Capitol Hill

At a standstill

Despite pleas for immediate action by NRCA and other business groups, Congress recessed in September in advance of the Nov. 6 elections without resolving the impasse over major tax increases scheduled to take effect in 2013. At press time, Congress has entered into a lame-duck session that likely will continue through this month. How Congress and President Obama address urgent tax policy issues during this lame-duck session could substantially affect the U.S. economy.

Approaching expiration dates

On Jan. 1, 2013, tax rates on individual incomes, capital gains and dividends that were enacted in 2001 and 2003 and extended for two years in December 2010, are scheduled to expire. Under this scenario, all income tax rates will increase; the 15 percent rate on dividends will be taxed at regular income rates; and the capital gains rate will increase from 15 to 20 percent. In addition, the estate tax is scheduled to increase from 35 percent to its pre-2001 level of 55 percent, with the exemption falling from $5 million to $1 million. And that's not all.

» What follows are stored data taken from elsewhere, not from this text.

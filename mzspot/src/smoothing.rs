//! Chromatogram smoothing
use std::fmt::Display;
use std::str::FromStr;

use itertools::Itertools;
use mzpeaks::{feature::Feature, Time, MZ};
use mzsignal::feature_statistics::FeatureTransform;
use savgol_rs::{savgol_filter, SavGolInput};
use tracing::warn;

use crate::peak::ChromatogramPeak;

#[derive(Debug, Clone, Copy, PartialEq, Eq, Hash, Default)]
#[cfg_attr(feature = "serde", derive(serde::Serialize, serde::Deserialize))]
pub enum SmoothingMethod {
    None,
    SimpleMovingAverage,
    #[default]
    LinearWeightedMovingAverage,
    SavitzkyGolay,
}

impl Display for SmoothingMethod {
    fn fmt(&self, f: &mut std::fmt::Formatter<'_>) -> std::fmt::Result {
        write!(f, "{:?}", self)
    }
}

impl FromStr for SmoothingMethod {
    type Err = String;

    fn from_str(s: &str) -> Result<Self, Self::Err> {
        match s.to_lowercase().replace(['-', '_', ' '], "").as_str() {
            "none" => Ok(Self::None),
            "sma" | "simplemovingaverage" => Ok(Self::SimpleMovingAverage),
            "lwma" | "linearweightedmovingaverage" => Ok(Self::LinearWeightedMovingAverage),
            "sg" | "savitzkygolay" => Ok(Self::SavitzkyGolay),
            _ => Err(format!("Unknown smoothing method {s}")),
        }
    }
}

impl SmoothingMethod {
    /// Smooth the intensities of `peaks`, which must be in chromatographic order.
    ///
    /// The moving averages run over a [`Feature`] with `level` as the window size
    /// and the linear weighted average is two such passes. The Savitzky-Golay
    /// filter fits a quadratic over `2 * level + 1` points and leaves traces
    /// shorter than that unchanged. Smoothed intensities are never negative.
    pub fn smooth(&self, peaks: &[ChromatogramPeak], level: usize) -> Vec<ChromatogramPeak> {
        if *self == SmoothingMethod::None || level == 0 || peaks.len() < 3 {
            return peaks.to_vec();
        }
        let intensities = match self {
            SmoothingMethod::None => return peaks.to_vec(),
            SmoothingMethod::SimpleMovingAverage => moving_average(peaks, level, 1),
            SmoothingMethod::LinearWeightedMovingAverage => moving_average(peaks, level, 2),
            SmoothingMethod::SavitzkyGolay => match savitzky_golay(peaks, level) {
                Some(intensities) => intensities,
                None => return peaks.to_vec(),
            },
        };
        peaks
            .iter()
            .zip(intensities)
            .map(|(peak, intensity)| ChromatogramPeak {
                intensity: intensity.max(0.0),
                ..*peak
            })
            .collect()
    }
}

fn moving_average(peaks: &[ChromatogramPeak], level: usize, passes: usize) -> Vec<f64> {
    let (mzs, times, intensities): (Vec<f64>, Vec<f64>, Vec<f32>) = peaks
        .iter()
        .map(|p| (p.mz, p.chrom_value, p.intensity as f32))
        .multiunzip();
    let mut feature: Feature<MZ, Time> = Feature::new(mzs, times, intensities);
    for _ in 0..passes {
        feature.smooth(level);
    }
    let (_, _, intensities) = feature.into_inner();
    intensities.into_iter().map(|i| i as f64).collect()
}

fn savitzky_golay(peaks: &[ChromatogramPeak], level: usize) -> Option<Vec<f64>> {
    let window_length = 2 * level + 1;
    if window_length > peaks.len() {
        return None;
    }
    let data: Vec<f64> = peaks.iter().map(|p| p.intensity).collect();
    let input = SavGolInput {
        data: &data,
        window_length,
        poly_order: 2,
        derivative: 0,
    };
    match savgol_filter(&input) {
        Ok(smoothed) => Some(smoothed),
        Err(e) => {
            warn!("Savitzky-Golay smoothing over {window_length} points failed: {e}");
            None
        }
    }
}

/// Smooth `peaks` with `method` at `level`
pub fn smooth(peaks: &[ChromatogramPeak], method: SmoothingMethod, level: usize) -> Vec<ChromatogramPeak> {
    method.smooth(peaks, level)
}

#[cfg(test)]
mod test {
    use super::*;

    fn trace(values: &[f64]) -> Vec<ChromatogramPeak> {
        values
            .iter()
            .enumerate()
            .map(|(i, v)| ChromatogramPeak::new(i, i as f64 * 0.01, 300.0, *v))
            .collect()
    }

    #[test]
    fn test_moving_averages() {
        let mut values = vec![0.0; 11];
        values[5] = 90.0;
        let peaks = trace(&values);
        for method in [
            SmoothingMethod::SimpleMovingAverage,
            SmoothingMethod::LinearWeightedMovingAverage,
        ] {
            let smoothed = method.smooth(&peaks, 1);
            assert_eq!(smoothed.len(), peaks.len());
            assert!(smoothed[5].intensity < 90.0, "{method}");
            assert!(smoothed[4].intensity > 0.0, "{method}");
            assert!(smoothed[6].intensity > 0.0, "{method}");
            assert!(smoothed.iter().all(|p| p.intensity >= 0.0));
            assert_eq!(smoothed[5].chrom_value, peaks[5].chrom_value);
        }
    }

    #[test]
    fn test_savitzky_golay_preserves_quadratics() {
        let values: Vec<f64> = (0..9).map(|i| 100.0 - (i as f64 - 4.0).powi(2)).collect();
        let peaks = trace(&values);
        let smoothed = SmoothingMethod::SavitzkyGolay.smooth(&peaks, 2);
        for (a, b) in smoothed.iter().zip(peaks.iter()) {
            assert!((a.intensity - b.intensity).abs() < 1e-6);
        }
        let short = trace(&[1.0, 5.0, 2.0]);
        assert_eq!(SmoothingMethod::SavitzkyGolay.smooth(&short, 2), short);
    }

    #[test]
    fn test_none_and_parse() {
        let peaks = trace(&[1.0, 5.0, 2.0]);
        assert_eq!(smooth(&peaks, SmoothingMethod::None, 3), peaks);
        assert_eq!("sg".parse::<SmoothingMethod>().unwrap(), SmoothingMethod::SavitzkyGolay);
        assert_eq!(
            "linear-weighted-moving-average".parse::<SmoothingMethod>().unwrap(),
            SmoothingMethod::LinearWeightedMovingAverage
        );
        assert!("spline".parse::<SmoothingMethod>().is_err());
    }
}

The employee payroll tax cut first enacted in 2011 and extended through 2012 also is scheduled to expire. The Alternative Minimum Tax also will affect more taxpayers in 2013 unless Congress approves legislation to limit its expansion as it has done numerous times in recent years. Another area of tax policy that needs urgent attention is a series of tax credits and deductions, many of which are used by employers to reduce their tax liability, that either expired at the end of 2011 or are set to expire at the end of 2012.